Home Picture Galleries Writing Technical Arcana Books Archive About This Site

Google search Hamfisted

I had a lot of problems with my D-Link DBT-120 Bluetooth USB dongle. I managed to fix them, but it wasn't much fun. I wouldn't recommend buying one.

DBT-120 Bluetooth Dongle

After I bought myself a Nokia 6230 cameraphone, I decided that my days of fumbling behind my laptop to infra-red-beam data from my phone were over. I was buying me some Bluetooth action, for no other reason than for my own convenience. After cruising the stores, I decided on a D-Link DBT-120 USB dongle, for maximum portability and increased daily use of the word "dongle".
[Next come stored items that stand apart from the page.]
//! Task-list client that keeps a local view in sync with a remote todo API.
//!
//! The client owns no data of its own. Every write goes to the backend and
//! is followed by a full re-list; the local list is always the server's.
//!
//! # Quick Start
//!
//! ```no_run
//! use std::sync::Arc;
//! use tasklist::{FileConfigStore, TodoAction, TodoEnvironment, TodoReducer, TodoState};
//! use tasklist_core::environment::SystemClock;
//! use tasklist_core::todo::TodoDraft;
//! use tasklist_rest::HttpTodoApi;
//! use tasklist_runtime::Store;
//!
//! # async fn example() -> Result<(), Box<dyn std::error::Error>> {
//! let env = TodoEnvironment::new(
//!     Arc::new(HttpTodoApi::new()),
//!     Arc::new(FileConfigStore::new("tasklist.json")),
//!     Arc::new(SystemClock),
//! );
//! let store = Store::new(TodoState::new(), TodoReducer::new(), env);
//!
//! // Point the client at a backend; this also fetches the list
//! store
//!     .send(TodoAction::SaveBaseUrl {
//!         input: "http://localhost:3000/".to_string(),
//!     })
//!     .await?
//!     .wait()
//!     .await;
//!
//! // Create a todo; the list is re-fetched once the server accepts it
//! store
//!     .send(TodoAction::CreateTodo {
//!         draft: TodoDraft::titled("Buy milk"),
//!     })
//!     .await?
//!     .wait()
//!     .await;
//!
//! let stats = store.state(TodoState::stats).await;
//! println!("{} todos, {} pending", stats.total, stats.pending);
//! # Ok(())
//! # }
//! ```

pub mod config;
pub mod reducer;
pub mod types;
pub mod view;

// Re-export commonly used types
pub use config::{FileConfigStore, resolve_config_path};
pub use reducer::{TodoEnvironment, TodoReducer};
pub use types::{
    Connection, InFlight, Level, MutationKind, Notification, Phase, Request, RequestToken,
    TodoAction, TodoState,
};
//! Todo records, filters and derived view values.
//!
//! Records mirror the backend's JSON shape (camelCase field names). Dates are
//! kept exactly as the server sent them so that an update writes back the
//! fetched values untouched; the typed accessors parse them on demand.

use chrono::{DateTime, NaiveDate, NaiveDateTime, SecondsFormat, Utc};
use serde::{Deserialize, Deserializer, Serialize};
use serde_json::{Map, Value};

/// Date format used on the wire for `dueDate`
pub const DUE_DATE_FORMAT: &str = "%Y-%m-%d";

/// Server-assigned identifier of a todo.
///
/// The client never generates one; it only echoes ids it received.
#[derive(Clone, Copy, Debug, PartialEq, Eq, Hash, PartialOrd, Ord, Serialize, Deserialize)]
#[serde(transparent)]
pub struct TodoId(i64);

impl TodoId {
    /// Wraps a raw id received from the server
    #[must_use]
    pub const fn new(id: i64) -> Self {
        Self(id)
    }

    /// Returns the raw id
    #[must_use]
    pub const fn get(self) -> i64 {
        self.0
    }
}

impl std::fmt::Display for TodoId {
    fn fmt(&self, f: &mut std::fmt::Formatter<'_>) -> std::fmt::Result {
        write!(f, "{}", self.0)
    }
}

impl std::str::FromStr for TodoId {
    type Err = std::num::ParseIntError;

    fn from_str(s: &str) -> Result<Self, Self::Err> {
        s.trim().trim_start_matches('#').parse().map(Self)
    }
}

fn null_as_empty<'de, D>(deserializer: D) -> Result<String, D::Error>
where
    D: Deserializer<'de>,
{
    Option::<String>::deserialize(deserializer).map(Option::unwrap_or_default)
}

/// A todo as stored by the backend
#[derive(Clone, Debug, PartialEq, Serialize, Deserialize)]
#[serde(rename_all = "camelCase")]
pub struct Todo {
    /// Server-assigned identifier
    pub id: TodoId,
    /// Title (required, non-empty)
    pub title: String,
    /// Free-form description, empty when absent
    #[serde(default, deserialize_with = "null_as_empty")]
    pub description: String,
    /// Whether the todo is done
    #[serde(default)]
    pub completed: bool,
    /// Due date as sent by the server
    #[serde(default, deserialize_with = "null_as_empty")]
    pub due_date: String,
    /// Creation timestamp as sent by the server
    #[serde(default, deserialize_with = "null_as_empty")]
    pub created_at: String,
    /// Fields this client does not know about, sent back unchanged
    #[serde(flatten)]
    pub extra: Map<String, Value>,
}

impl Todo {
    /// Parses `due_date` as a point in time.
    ///
    /// Accepts `YYYY-MM-DD` (midnight UTC), RFC 3339, and naive
    /// `YYYY-MM-DDTHH:MM:SS` / `YYYY-MM-DD HH:MM:SS` read as UTC.
    #[must_use]
    pub fn due_at(&self) -> Option<DateTime<Utc>> {
        parse_instant(&self.due_date)
    }

    /// Calendar day the todo is due on
    #[must_use]
    pub fn due_on(&self) -> Option<NaiveDate> {
        self.due_at().map(|at| at.date_naive())
    }

    /// Parses `created_at` as a point in time
    #[must_use]
    pub fn created_at_time(&self) -> Option<DateTime<Utc>> {
        parse_instant(&self.created_at)
    }

    /// A todo is overdue when it is still open and its due time has passed.
    ///
    /// Completed todos are never overdue; neither are todos whose due date
    /// cannot be parsed.
    #[must_use]
    pub fn is_overdue(&self, now: DateTime<Utc>) -> bool {
        if self.completed {
            return false;
        }
        self.due_at().is_some_and(|due| due < now)
    }

    /// Copy of this record with `completed` flipped and nothing else changed
    #[must_use]
    pub fn toggled(&self) -> Self {
        Self {
            completed: !self.completed,
            ..self.clone()
        }
    }
}

fn parse_instant(raw: &str) -> Option<DateTime<Utc>> {
    let raw = raw.trim();
    if raw.is_empty() {
        return None;
    }
    if let Ok(at) = DateTime::parse_from_rfc3339(raw) {
        return Some(at.with_timezone(&Utc));
    }
    if let Ok(date) = NaiveDate::parse_from_str(raw, DUE_DATE_FORMAT) {
        return Some(date.and_time(chrono::NaiveTime::MIN).and_utc());
    }
    ["%Y-%m-%dT%H:%M:%S%.f", "%Y-%m-%d %H:%M:%S%.f"]
        .iter()
        .find_map(|fmt| NaiveDateTime::parse_from_str(raw, fmt).ok())
        .map(|naive| naive.and_utc())
}

/// User input for a new todo, before defaults are applied
#[derive(Clone, Debug, Default, PartialEq, Eq)]
pub struct TodoDraft {
    /// Title as typed
    pub title: String,
    /// Description as typed (may be empty)
    pub description: String,
    /// Chosen due date; today when `None`
    pub due_date: Option<NaiveDate>,
}

impl TodoDraft {
    /// Draft with only a title
    #[must_use]
    pub fn titled(title: impl Into<String>) -> Self {
        Self {
            title: title.into(),
            ..Self::default()
        }
    }

    /// Whether the title is missing
    #[must_use]
    pub fn has_blank_title(&self) -> bool {
        self.title.trim().is_empty()
    }

    /// Body of the create request.
    ///
    /// `completed` starts false, a missing due date becomes the UTC date of
    /// `now`, and `createdAt` is stamped with `now`.
    #[must_use]
    pub fn into_new_todo(self, now: DateTime<Utc>) -> NewTodo {
        let due = self.due_date.unwrap_or_else(|| now.date_naive());
        NewTodo {
            title: self.title,
            description: self.description,
            completed: false,
            due_date: due.format(DUE_DATE_FORMAT).to_string(),
            created_at: now.to_rfc3339_opts(SecondsFormat::Millis, true),
        }
    }
}

/// Create request body: a todo without its id
#[derive(Clone, Debug, PartialEq, Eq, Serialize, Deserialize)]
#[serde(rename_all = "camelCase")]
pub struct NewTodo {
    /// Title
    pub title: String,
    /// Description, empty string when not given
    pub description: String,
    /// Always false on creation
    pub completed: bool,
    /// `YYYY-MM-DD`
    pub due_date: String,
    /// RFC 3339 with milliseconds
    pub created_at: String,
}

/// Which slice of the todo list is shown
#[derive(Clone, Copy, Debug, Default, PartialEq, Eq, Hash, Serialize, Deserialize)]
#[serde(rename_all = "lowercase")]
pub enum Filter {
    /// Everything
    #[default]
    All,
    /// `completed == false`
    Active,
    /// `completed == true`
    Completed,
}

impl Filter {
    /// All filters in display order
    pub const ALL: [Self; 3] = [Self::All, Self::Active, Self::Completed];

    /// Whether `todo` belongs to this slice
    #[must_use]
    pub const fn matches(self, todo: &Todo) -> bool {
        match self {
            Self::All => true,
            Self::Active => !todo.completed,
            Self::Completed => todo.completed,
        }
    }

    /// Todos in this slice, in server order
    pub fn apply(self, todos: &[Todo]) -> impl Iterator<Item = &Todo> {
        todos.iter().filter(move |todo| self.matches(todo))
    }

    /// Lower-case name, as accepted by [`std::str::FromStr`]
    #[must_use]
    pub const fn as_str(self) -> &'static str {
        match self {
            Self::All => "all",
            Self::Active => "active",
            Self::Completed => "completed",
        }
    }
}

impl std::fmt::Display for Filter {
    fn fmt(&self, f: &mut std::fmt::Formatter<'_>) -> std::fmt::Result {
        f.write_str(self.as_str())
    }
}

impl std::str::FromStr for Filter {
    type Err = String;

    fn from_str(s: &str) -> Result<Self, Self::Err> {
        match s.trim().to_ascii_lowercase().as_str() {
            "all" => Ok(Self::All),
            "active" => Ok(Self::Active),
            "completed" | "done" => Ok(Self::Completed),
            other => Err(format!(
                "unknown filter `{other}` (expected all, active or completed)"
            )),
        }
    }
}

/// Counts shown above the list
#[derive(Clone, Copy, Debug, Default, PartialEq, Eq)]
pub struct TodoStats {
    /// All todos
    pub total: usize,
    /// Completed todos
    pub completed: usize,
    /// Open todos
    pub pending: usize,
}

impl TodoStats {
    /// Counts over the whole set
    #[must_use]
    pub fn of(todos: &[Todo]) -> Self {
        let completed = todos.iter().filter(|todo| todo.completed).count();
        Self {
            total: todos.len(),
            completed,
            pending: todos.len() - completed,
        }
    }

    /// Size of the slice a filter selects
    #[must_use]
    pub const fn count_for(&self, filter: Filter) -> usize {
        match filter {
            Filter::All => self.total,
            Filter::Active => self.pending,
            Filter::Completed => self.completed,
        }
    }
}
Unfortunately, my experience with the wee gadget was less than stellar. I faced three major problems, one of them so severe that it required me to swap the unit for another one back at the store. So, I've decided to document them, along with their solutions, in the hope that future generations might be saved from my annoyance and pain.

Problem One: Drivers Don't Work with XP SP2

With Service Pack 2, Windows XP got Bluetooth functionality, along with many other bugfixes, improvements and enhancements. Unfortunately, as most of the existing Bluetooth drivers were built to run without this additional feature, SP2 often broke Bluetooth on a system where previously it had been be working perfectly. This breakdown showed itself as two Bluetooth icons in the taskbar, the white one indicating that Microsoft's Bluetooth was trying to work, and the red one indicating that D-Link's Bluetooth wasn't working at all.

Luckily, a fix for this issue (459KB, PDF) was available on the D-Link website. I've made a local copy of it just in case it gets removed or the link is changed. The fix requires some fiddling with the Device Manager, but the instructions are fairly clear.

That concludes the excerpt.